When Abiy Ahmed come to power about three years ago, the new administration and the former ruling party, EPRDF, had announced that crucial economic reforms would be taken similar to the political openness. The Ethiopian year that ended on Friday September 10 has seen some tangible policy shifts as per the promise despite the effect of COVID 19 on some processes. For instance, the opening up of the telecom sector is the biggest success attained as per the project. Similarly, the ratification of Capital Market Proclamation is the other milestone during the year.
Meanwhile, there are several achievements like export earnings, agricultural productivity and mining sector boom that is expected to take close to one fifth of the GDP for the 2020/21 budget year while inflation, mainly food inflation, has stood as the major macro-economic challenge for the year.

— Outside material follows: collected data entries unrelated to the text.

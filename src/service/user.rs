//! User Directory Service
//!
//! Core business logic for user management operations.

use log::debug;
use std::sync::Arc;
use thiserror::Error;
use validator::Validate;

use crate::database::Pagination;
use crate::models::{
    requests::*,
    user::{ProfileWithUser, Role, UserId, UserRecord},
};
use crate::store::{NewUser, ProfileChanges, SortBy, StoreError, UserQuery, UserStore};
use crate::utils::{
    error::AppError,
    security::{hash_password_with_cost, DEFAULT_BCRYPT_COST},
    validation::normalize_email,
};

/// Custom error types for the user directory
#[derive(Error, Debug)]
pub enum UserDirectoryError {
    /// User with the specified identifier was not found
    #[error("User not found")]
    UserNotFound,

    /// The user exists but has no profile row to update
    #[error("User profile not found")]
    ProfileNotFound,

    /// No coach user with the specified identifier
    #[error("Coach user not found")]
    CoachNotFound,

    /// One or more assignment targets are missing or not clients
    #[error("Client(s) with id(s) {ids} not found")]
    ClientsNotFound { ids: String },

    /// Attempted to create a user with an email or username already in use
    #[error("Email or Username already taken")]
    IdentityTaken,

    /// Attempted to move a user onto an email already in use
    #[error("Email already taken")]
    EmailTaken,

    /// Attempted to move a user onto a username already in use
    #[error("Username already taken")]
    UsernameTaken,

    /// Coach or client rows changed while the assignment was in flight
    #[error("Coach or client roles changed during assignment")]
    AssignmentConflict,

    /// Input validation failed with detailed error message
    #[error("Validation error: {0}")]
    ValidationError(String),

    /// Password hashing operation failed
    #[error("Password hashing error: {0}")]
    HashingError(#[from] bcrypt::BcryptError),

    /// Storage backend operation failed
    #[error("Storage error: {0}")]
    StorageError(#[from] StoreError),
}

impl From<UserDirectoryError> for AppError {
    fn from(err: UserDirectoryError) -> Self {
        match err {
            UserDirectoryError::UserNotFound => AppError::NotFound("User not found".to_string()),
            UserDirectoryError::ProfileNotFound => {
                AppError::NotFound("User profile not found".to_string())
            }
            UserDirectoryError::CoachNotFound => {
                AppError::NotFound("Coach user not found".to_string())
            }
            UserDirectoryError::ClientsNotFound { ids } => {
                AppError::NotFound(format!("Client(s) with id(s) {} not found", ids))
            }
            UserDirectoryError::IdentityTaken => {
                AppError::Duplicate("Email or Username already taken".to_string())
            }
            UserDirectoryError::EmailTaken => {
                AppError::Duplicate("Email already taken".to_string())
            }
            UserDirectoryError::UsernameTaken => {
                AppError::Duplicate("Username already taken".to_string())
            }
            UserDirectoryError::AssignmentConflict => {
                AppError::NotFound("Coach or client roles changed during assignment".to_string())
            }
            UserDirectoryError::ValidationError(msg) => AppError::Validation(msg),
            UserDirectoryError::HashingError(e) => AppError::HashingError(e),
            UserDirectoryError::StorageError(StoreError::Database(e)) => AppError::Database(e),
            UserDirectoryError::StorageError(StoreError::AssignmentConflict) => {
                AppError::NotFound("Coach or client roles changed during assignment".to_string())
            }
        }
    }
}

/// Result type for user directory operations
pub type UserDirectoryResult<T> = Result<T, UserDirectoryError>;

/// Core service providing user directory operations
///
/// All storage access goes through the injected `UserStore`, so the same
/// service runs against PostgreSQL in production and the in-memory backend
/// in tests.
#[derive(Clone)]
pub struct UserDirectory {
    /// Storage backend holding user records
    store: Arc<dyn UserStore>,

    /// bcrypt cost factor for password hashing (higher = more secure but slower)
    bcrypt_cost: u32,
}

impl UserDirectory {
    /// Creates a new UserDirectory on top of the given storage backend
    pub fn new(store: Arc<dyn UserStore>) -> Self {
        Self {
            store,
            bcrypt_cost: DEFAULT_BCRYPT_COST,
        }
    }

    /// Creates a UserDirectory with a custom bcrypt cost
    ///
    /// Lower costs make password hashing fast enough for test suites.
    pub fn with_bcrypt_cost(store: Arc<dyn UserStore>, bcrypt_cost: u32) -> Self {
        Self { store, bcrypt_cost }
    }

    /// Creates a new user account together with its profile row
    ///
    /// The returned record has department, company and coach loaded.
    pub async fn create_user(
        &self,
        request: CreateUserRequest,
    ) -> UserDirectoryResult<UserRecord> {
        // Email comparisons are case-insensitive, so normalize before validating
        let mut request = request;
        request.email = normalize_email(&request.email);

        // Validate the request
        request
            .validate()
            .map_err(|e| UserDirectoryError::ValidationError(format!("Invalid user data: {}", e)))?;

        // Duplicate identity checks, email first
        if self.store.email_taken(&request.email, None).await? {
            return Err(UserDirectoryError::IdentityTaken);
        }
        if self.store.username_taken(&request.username, None).await? {
            return Err(UserDirectoryError::IdentityTaken);
        }

        // A coach link is only meaningful on client accounts
        if let Some(coach_id) = request.coach_id {
            if request.role != Role::Client {
                return Err(UserDirectoryError::ValidationError(
                    "Only CLIENT users can be linked to a coach".to_string(),
                ));
            }
            if self.store.find_coach(coach_id).await?.is_none() {
                return Err(UserDirectoryError::CoachNotFound);
            }
        }

        // Hash the password
        let password_hash = hash_password_with_cost(&request.password, self.bcrypt_cost)?;

        let record = self
            .store
            .create_user(NewUser {
                email: request.email,
                username: request.username,
                password_hash,
                role: request.role,
                coach_id: request.coach_id,
                department_id: request.department_id,
                bio: request.bio,
                avatar_url: request.avatar_url,
            })
            .await?;

        Ok(record)
    }

    /// Lists users with optional role filter, ordering and pagination
    ///
    /// Every returned record carries department, company, coach and client
    /// relations.
    pub async fn query_users(
        &self,
        filter: UserQueryFilter,
        options: QueryOptions,
    ) -> UserDirectoryResult<Vec<UserRecord>> {
        debug!("Querying users with filter: {:?}", filter);

        // Role filters arrive as free-form strings, matched case-insensitively
        let role = match &filter.role {
            Some(raw) => Some(Role::parse(raw).ok_or_else(|| {
                UserDirectoryError::ValidationError(format!("Invalid role filter: {}", raw))
            })?),
            None => None,
        };

        let sort = match &options.sort_by {
            Some(raw) => SortBy::parse(raw).ok_or_else(|| {
                UserDirectoryError::ValidationError(format!("Invalid sort option: {}", raw))
            })?,
            None => SortBy::default(),
        };

        // Pagination only applies when a limit is given
        let page = options
            .limit
            .map(|limit| Pagination::new(options.page.unwrap_or(1), limit));

        let records = self.store.find_many(&UserQuery { role, sort, page }).await?;

        Ok(records)
    }

    /// Fetches a user by id with their department and company
    ///
    /// Absence is reported as `Ok(None)` so callers decide how to handle it.
    pub async fn get_user_by_id(
        &self,
        user_id: UserId,
    ) -> UserDirectoryResult<Option<UserRecord>> {
        let record = self.store.find_by_id(user_id).await?;

        Ok(record)
    }

    /// Fetches a user by email with department, company and coach loaded
    ///
    /// The email is normalized before the lookup, so case and surrounding
    /// whitespace are ignored.
    pub async fn get_user_by_email(
        &self,
        email: &str,
    ) -> UserDirectoryResult<Option<UserRecord>> {
        let email = normalize_email(email);
        let record = self.store.find_by_email(&email).await?;

        Ok(record)
    }

    /// Updates a user's profile fields
    ///
    /// Identity fields in the request are validated for uniqueness against
    /// other users, but only bio and avatar URL are written.
    pub async fn update_user_by_id(
        &self,
        user_id: UserId,
        request: UpdateUserRequest,
    ) -> UserDirectoryResult<ProfileWithUser> {
        // Normalize the email, when given, before validating
        let mut request = request;
        if let Some(email) = request.email.take() {
            request.email = Some(normalize_email(&email));
        }

        // Validate the request
        request.validate().map_err(|e| {
            UserDirectoryError::ValidationError(format!("Invalid update data: {}", e))
        })?;

        // The target must exist before any uniqueness probes
        if self.store.find_by_id(user_id).await?.is_none() {
            return Err(UserDirectoryError::UserNotFound);
        }

        // Uniqueness guards exclude the user's own row
        if let Some(email) = &request.email {
            if self.store.email_taken(email, Some(user_id)).await? {
                return Err(UserDirectoryError::EmailTaken);
            }
        }
        if let Some(username) = &request.username {
            if self.store.username_taken(username, Some(user_id)).await? {
                return Err(UserDirectoryError::UsernameTaken);
            }
        }

        let profile = self
            .store
            .update_profile(
                user_id,
                ProfileChanges {
                    bio: request.bio,
                    avatar_url: request.avatar_url,
                },
            )
            .await?
            .ok_or(UserDirectoryError::ProfileNotFound)?;

        Ok(profile)
    }

    /// Deletes a user, returning the record as it was before removal
    pub async fn delete_user_by_id(&self, user_id: UserId) -> UserDirectoryResult<UserRecord> {
        // Load the record first so the response can echo what was removed
        let record = self
            .store
            .find_by_id(user_id)
            .await?
            .ok_or(UserDirectoryError::UserNotFound)?;

        self.store.delete_user(user_id).await?;

        Ok(record)
    }

    /// Assigns one or more clients to a coach
    ///
    /// Every target must exist and hold the client role; otherwise no row is
    /// changed and the missing ids are reported. The returned coach snapshot
    /// reflects the state before the assignment.
    pub async fn assign_clients(
        &self,
        request: AssignClientsRequest,
    ) -> UserDirectoryResult<ClientAssignment> {
        // Accept one id or many, dropping duplicates
        let mut client_ids: Vec<UserId> = Vec::new();
        for id in request.client_id.into_vec() {
            if !client_ids.contains(&id) {
                client_ids.push(id);
            }
        }

        let coach = self
            .store
            .find_coach(request.coach_id)
            .await?
            .ok_or(UserDirectoryError::CoachNotFound)?;

        let clients = self.store.find_clients(&client_ids).await?;
        if clients.len() != client_ids.len() {
            let missing: Vec<String> = client_ids
                .iter()
                .filter(|id| !clients.iter().any(|client| client.id == **id))
                .map(|id| id.to_string())
                .collect();
            return Err(UserDirectoryError::ClientsNotFound {
                ids: missing.join(", "),
            });
        }

        let updated = match self.store.assign_clients(coach.user.id, &client_ids).await {
            Ok(updated) => updated,
            Err(StoreError::AssignmentConflict) => {
                return Err(UserDirectoryError::AssignmentConflict)
            }
            Err(err) => return Err(err.into()),
        };

        Ok(ClientAssignment {
            coach,
            clients: updated,
        })
    }

    /// Verifies the storage backend is reachable
    pub async fn health_check(&self) -> UserDirectoryResult<()> {
        self.store.ping().await?;

        Ok(())
    }
}
// Copyright 2026 the Stratum Authors
// SPDX-License-Identifier: Apache-2.0 OR MIT

//! Hierarchical window-container tree with ordered stacking and aggregation.
//!
//! `stratum_core` provides the data structures a window-manager-like system
//! needs to model parent/child window relationships: an ordered, multiply
//! nested tree of container nodes with strict single ownership, signed-layer
//! sibling ordering, an eagerly maintained pre-order index for O(1) stacking
//! comparisons, and recursive aggregation of orientation, animation, and
//! visibility state. It is `no_std` compatible (with `alloc`) and uses
//! array-based struct-of-arrays storage with generational index handles.
//!
//! # Architecture
//!
//! The tree is the single source of truth; surfaces and notifications flow
//! out to injected collaborators:
//!
//! ```text
//!   ContainerTree (structural mutation, &mut self)
//!        │                          │
//!        │ semantic events          │ deferred surface ops
//!        ▼                          ▼
//!   Notifier ──► TreeObserver   sync_surfaces() ──► SurfaceProvider
//!                                    │                   │
//!                                    ▼                   ▼
//!                               SurfaceSync ◄──── TransactionSink
//! ```
//!
//! **[`container`]** — Struct-of-arrays container tree with generational
//! handles. Structural operations (add, remove, reposition) keep the
//! pre-order index dense; aggregation queries walk the live tree without
//! caching.
//!
//! **[`orientation`]** — The requested-orientation value set, including the
//! `Unset`/`Unspecified` sentinels and the `Behind` fallback.
//!
//! **[`observe`]** — The [`TreeObserver`](observe::TreeObserver) trait and
//! [`Notifier`](observe::Notifier) wrapper through which mutations deliver
//! parent-changed, override, orientation, and resize notifications.
//!
//! **[`backend`]** — The [`SurfaceProvider`](backend::SurfaceProvider) and
//! [`TransactionSink`](backend::TransactionSink) traits that windowing
//! integrations implement, plus the surface failure type.
//!
//! **[`error`]** — Rejected-operation errors for structural preconditions.
//!
//! # Crate features
//!
//! - `std` (disabled by default): Enables `std` support in dependencies.

#![no_std]
#![cfg_attr(docsrs, feature(doc_auto_cfg))]

extern crate alloc;

pub mod backend;
pub mod container;
pub mod error;
pub mod observe;
pub mod orientation;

True to the promise of opening up the telecommunication, the biggest deal in the horn of Africa, in the form of the safaricom-led consortium were granted operator’s license for Ethiopia. This will open the door for more fierce competition between Ethio telecom and safaricom as both try to have the upper hand in the telecom service in the country. We hope to see this flourish as the New Year kick starts.
Staying competitive, Ethio Telecom in May this year launched a mobile phone-based financial service, seeking to boost growth by offering cashless transactions. This is because mobile financial services have become a significant part of African telecom operators’ businesses since Kenya’s Safaricom pioneered them with M-Pesa in 2007, giving people an alternative to banks.
The new service, telebirr, will mark a shift for Ethiopia, where the banking system is seen as inefficient with 19 commercial banks serving a population of about 115 million. This financial platform will allow users to send and receive money, deposit or take out cash at appointed agents, pay bills to various merchants and receive cash sent from abroad.
Pictured here is a notification at Koket Borena Hotel, one of the biggest hotels at the Ethio-Kenya border town of Moyale, receiving payments through the newly introduced electronic payment system of the telecom giant, Ethio Telecom’s Telebirr. This is the first step to a cashless society and hopefully we will see these kinds of signs in the rest of the country including Addis Ababa in the coming New Year.